_Exercise prompt_.
Among the lines of the records below, copy those that hold the word "saving".

_Data_.
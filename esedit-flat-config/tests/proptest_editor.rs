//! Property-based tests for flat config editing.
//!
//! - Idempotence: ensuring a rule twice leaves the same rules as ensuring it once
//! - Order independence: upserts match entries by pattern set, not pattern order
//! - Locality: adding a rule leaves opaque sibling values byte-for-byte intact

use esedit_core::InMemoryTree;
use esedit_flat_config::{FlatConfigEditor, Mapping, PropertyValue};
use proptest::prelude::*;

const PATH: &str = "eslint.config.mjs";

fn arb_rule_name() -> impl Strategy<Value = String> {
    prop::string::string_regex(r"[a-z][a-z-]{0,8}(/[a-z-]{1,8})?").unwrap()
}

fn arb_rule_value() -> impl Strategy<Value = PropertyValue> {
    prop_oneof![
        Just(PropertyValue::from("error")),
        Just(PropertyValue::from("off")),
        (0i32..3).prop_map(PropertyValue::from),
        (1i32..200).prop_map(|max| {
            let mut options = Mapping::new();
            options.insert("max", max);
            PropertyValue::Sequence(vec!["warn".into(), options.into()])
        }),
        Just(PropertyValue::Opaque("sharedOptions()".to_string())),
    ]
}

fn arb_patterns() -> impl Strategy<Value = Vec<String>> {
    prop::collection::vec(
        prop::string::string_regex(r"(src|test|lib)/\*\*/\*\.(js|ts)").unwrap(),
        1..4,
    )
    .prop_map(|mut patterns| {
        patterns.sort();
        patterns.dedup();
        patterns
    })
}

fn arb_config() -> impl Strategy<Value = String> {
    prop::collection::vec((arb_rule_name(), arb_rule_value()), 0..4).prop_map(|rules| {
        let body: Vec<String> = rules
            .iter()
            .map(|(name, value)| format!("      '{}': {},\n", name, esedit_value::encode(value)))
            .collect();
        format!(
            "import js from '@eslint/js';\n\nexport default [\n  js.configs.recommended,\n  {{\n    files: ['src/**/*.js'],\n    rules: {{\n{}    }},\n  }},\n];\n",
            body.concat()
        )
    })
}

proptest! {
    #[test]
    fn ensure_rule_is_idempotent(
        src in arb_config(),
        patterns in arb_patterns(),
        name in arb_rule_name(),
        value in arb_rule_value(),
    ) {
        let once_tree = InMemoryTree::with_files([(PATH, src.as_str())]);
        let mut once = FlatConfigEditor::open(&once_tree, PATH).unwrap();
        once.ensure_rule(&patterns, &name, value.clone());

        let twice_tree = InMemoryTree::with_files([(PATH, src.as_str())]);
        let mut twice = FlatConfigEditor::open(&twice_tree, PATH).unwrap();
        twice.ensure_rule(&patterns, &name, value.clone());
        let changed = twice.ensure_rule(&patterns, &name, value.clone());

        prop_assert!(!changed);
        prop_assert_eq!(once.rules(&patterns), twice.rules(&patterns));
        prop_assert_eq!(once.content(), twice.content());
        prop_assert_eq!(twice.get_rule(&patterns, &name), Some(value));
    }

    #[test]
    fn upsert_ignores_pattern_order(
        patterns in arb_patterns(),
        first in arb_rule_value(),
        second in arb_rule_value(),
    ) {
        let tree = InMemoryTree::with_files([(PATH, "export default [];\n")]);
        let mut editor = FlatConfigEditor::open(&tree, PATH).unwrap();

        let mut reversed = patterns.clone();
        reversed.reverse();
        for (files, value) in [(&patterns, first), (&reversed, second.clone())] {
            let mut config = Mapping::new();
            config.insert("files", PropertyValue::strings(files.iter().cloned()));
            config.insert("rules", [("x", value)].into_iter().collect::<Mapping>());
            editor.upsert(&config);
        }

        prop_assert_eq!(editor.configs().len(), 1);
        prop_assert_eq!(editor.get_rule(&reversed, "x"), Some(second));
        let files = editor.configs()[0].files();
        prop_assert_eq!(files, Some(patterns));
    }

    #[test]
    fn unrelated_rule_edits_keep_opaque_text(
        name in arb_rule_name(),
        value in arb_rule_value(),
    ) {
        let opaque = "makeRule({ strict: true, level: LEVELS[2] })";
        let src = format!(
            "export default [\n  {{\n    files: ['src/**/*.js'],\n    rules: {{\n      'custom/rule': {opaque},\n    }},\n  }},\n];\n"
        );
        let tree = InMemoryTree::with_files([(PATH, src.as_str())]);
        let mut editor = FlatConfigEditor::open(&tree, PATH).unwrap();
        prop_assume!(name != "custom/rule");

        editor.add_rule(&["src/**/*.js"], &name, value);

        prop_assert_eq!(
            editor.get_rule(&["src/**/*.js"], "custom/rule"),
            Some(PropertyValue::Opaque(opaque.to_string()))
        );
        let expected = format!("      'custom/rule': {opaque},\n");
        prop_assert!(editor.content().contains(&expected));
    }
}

==

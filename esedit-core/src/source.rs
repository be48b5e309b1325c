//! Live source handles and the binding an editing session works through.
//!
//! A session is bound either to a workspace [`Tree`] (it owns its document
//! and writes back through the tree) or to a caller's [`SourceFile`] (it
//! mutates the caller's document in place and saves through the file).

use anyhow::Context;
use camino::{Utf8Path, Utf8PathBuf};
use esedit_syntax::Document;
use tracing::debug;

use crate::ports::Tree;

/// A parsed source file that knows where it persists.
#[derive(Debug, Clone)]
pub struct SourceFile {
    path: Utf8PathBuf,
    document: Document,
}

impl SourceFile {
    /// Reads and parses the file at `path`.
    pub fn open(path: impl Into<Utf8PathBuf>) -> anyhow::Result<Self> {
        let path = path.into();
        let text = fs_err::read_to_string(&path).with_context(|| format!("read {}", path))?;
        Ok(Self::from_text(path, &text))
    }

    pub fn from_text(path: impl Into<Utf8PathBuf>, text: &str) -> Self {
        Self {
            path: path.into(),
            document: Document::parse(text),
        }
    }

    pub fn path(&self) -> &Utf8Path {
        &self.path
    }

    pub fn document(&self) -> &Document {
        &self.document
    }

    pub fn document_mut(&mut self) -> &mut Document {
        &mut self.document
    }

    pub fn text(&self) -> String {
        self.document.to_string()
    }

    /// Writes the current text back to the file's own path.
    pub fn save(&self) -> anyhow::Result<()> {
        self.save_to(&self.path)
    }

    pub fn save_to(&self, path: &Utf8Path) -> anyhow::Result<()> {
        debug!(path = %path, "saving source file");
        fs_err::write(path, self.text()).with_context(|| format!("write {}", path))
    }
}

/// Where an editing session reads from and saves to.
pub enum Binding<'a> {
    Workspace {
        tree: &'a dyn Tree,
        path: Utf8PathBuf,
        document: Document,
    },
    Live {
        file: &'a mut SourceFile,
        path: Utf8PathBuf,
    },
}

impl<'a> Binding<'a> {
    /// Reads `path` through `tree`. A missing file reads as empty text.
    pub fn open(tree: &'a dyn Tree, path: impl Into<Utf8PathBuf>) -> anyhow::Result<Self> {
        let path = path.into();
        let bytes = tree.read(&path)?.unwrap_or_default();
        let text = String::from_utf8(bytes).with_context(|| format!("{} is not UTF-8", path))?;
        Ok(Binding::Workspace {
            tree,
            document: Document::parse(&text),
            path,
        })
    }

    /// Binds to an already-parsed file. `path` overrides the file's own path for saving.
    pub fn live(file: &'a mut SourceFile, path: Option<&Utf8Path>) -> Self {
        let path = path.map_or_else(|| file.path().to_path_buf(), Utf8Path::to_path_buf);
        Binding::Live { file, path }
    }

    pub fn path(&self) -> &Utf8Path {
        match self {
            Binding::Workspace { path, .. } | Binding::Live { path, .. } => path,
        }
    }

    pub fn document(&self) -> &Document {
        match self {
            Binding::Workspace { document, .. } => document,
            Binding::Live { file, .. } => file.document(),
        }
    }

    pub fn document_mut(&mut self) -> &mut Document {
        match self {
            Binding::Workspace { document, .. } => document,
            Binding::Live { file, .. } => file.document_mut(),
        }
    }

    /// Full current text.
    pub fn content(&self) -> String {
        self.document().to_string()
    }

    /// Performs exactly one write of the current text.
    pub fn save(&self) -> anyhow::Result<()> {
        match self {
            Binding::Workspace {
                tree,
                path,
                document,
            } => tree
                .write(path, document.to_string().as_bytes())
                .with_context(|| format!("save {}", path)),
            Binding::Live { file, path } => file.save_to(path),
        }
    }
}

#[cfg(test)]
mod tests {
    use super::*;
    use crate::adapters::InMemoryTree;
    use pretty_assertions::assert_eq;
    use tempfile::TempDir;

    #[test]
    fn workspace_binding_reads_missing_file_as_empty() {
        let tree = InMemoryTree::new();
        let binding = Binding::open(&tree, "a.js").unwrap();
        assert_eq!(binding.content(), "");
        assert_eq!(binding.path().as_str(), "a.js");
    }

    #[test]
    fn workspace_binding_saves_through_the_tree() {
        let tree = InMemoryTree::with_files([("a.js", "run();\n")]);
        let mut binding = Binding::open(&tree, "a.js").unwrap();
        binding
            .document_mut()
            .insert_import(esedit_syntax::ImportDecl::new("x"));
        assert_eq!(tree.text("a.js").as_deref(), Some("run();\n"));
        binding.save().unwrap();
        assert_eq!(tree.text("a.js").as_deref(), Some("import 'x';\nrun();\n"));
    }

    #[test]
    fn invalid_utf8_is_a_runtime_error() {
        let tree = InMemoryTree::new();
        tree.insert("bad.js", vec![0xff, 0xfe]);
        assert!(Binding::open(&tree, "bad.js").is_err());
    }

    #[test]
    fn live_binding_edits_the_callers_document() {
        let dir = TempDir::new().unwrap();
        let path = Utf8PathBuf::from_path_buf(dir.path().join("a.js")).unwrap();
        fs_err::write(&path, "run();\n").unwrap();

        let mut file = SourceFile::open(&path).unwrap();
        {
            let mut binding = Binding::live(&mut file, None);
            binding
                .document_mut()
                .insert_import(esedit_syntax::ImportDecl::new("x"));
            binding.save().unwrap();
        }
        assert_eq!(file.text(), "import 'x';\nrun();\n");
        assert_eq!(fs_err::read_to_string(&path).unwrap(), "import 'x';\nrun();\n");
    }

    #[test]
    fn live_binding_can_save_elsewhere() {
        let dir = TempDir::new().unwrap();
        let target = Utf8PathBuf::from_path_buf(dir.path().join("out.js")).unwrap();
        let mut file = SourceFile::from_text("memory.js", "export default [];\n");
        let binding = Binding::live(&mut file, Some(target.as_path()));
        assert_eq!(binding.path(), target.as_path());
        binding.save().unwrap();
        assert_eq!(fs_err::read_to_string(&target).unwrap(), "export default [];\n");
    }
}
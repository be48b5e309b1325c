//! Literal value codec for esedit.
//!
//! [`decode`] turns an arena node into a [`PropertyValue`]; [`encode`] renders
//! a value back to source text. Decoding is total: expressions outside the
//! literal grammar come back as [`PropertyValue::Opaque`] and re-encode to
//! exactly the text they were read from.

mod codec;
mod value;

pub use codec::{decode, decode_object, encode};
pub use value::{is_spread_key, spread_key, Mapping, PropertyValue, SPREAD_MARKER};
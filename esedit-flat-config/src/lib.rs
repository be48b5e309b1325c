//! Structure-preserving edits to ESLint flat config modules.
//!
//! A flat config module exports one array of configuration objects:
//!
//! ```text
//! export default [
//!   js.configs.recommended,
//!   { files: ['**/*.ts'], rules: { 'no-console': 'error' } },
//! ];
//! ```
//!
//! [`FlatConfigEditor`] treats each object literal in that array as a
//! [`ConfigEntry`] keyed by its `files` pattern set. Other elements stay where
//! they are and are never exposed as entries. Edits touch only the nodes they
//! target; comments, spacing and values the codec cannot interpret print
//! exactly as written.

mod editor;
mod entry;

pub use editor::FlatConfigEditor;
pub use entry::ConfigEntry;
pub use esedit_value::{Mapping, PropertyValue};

_Solved problem_.
        debug!(path = %path, "saving source file");
    /// Binds to an already-parsed file. `path` overrides the file's own path for saving.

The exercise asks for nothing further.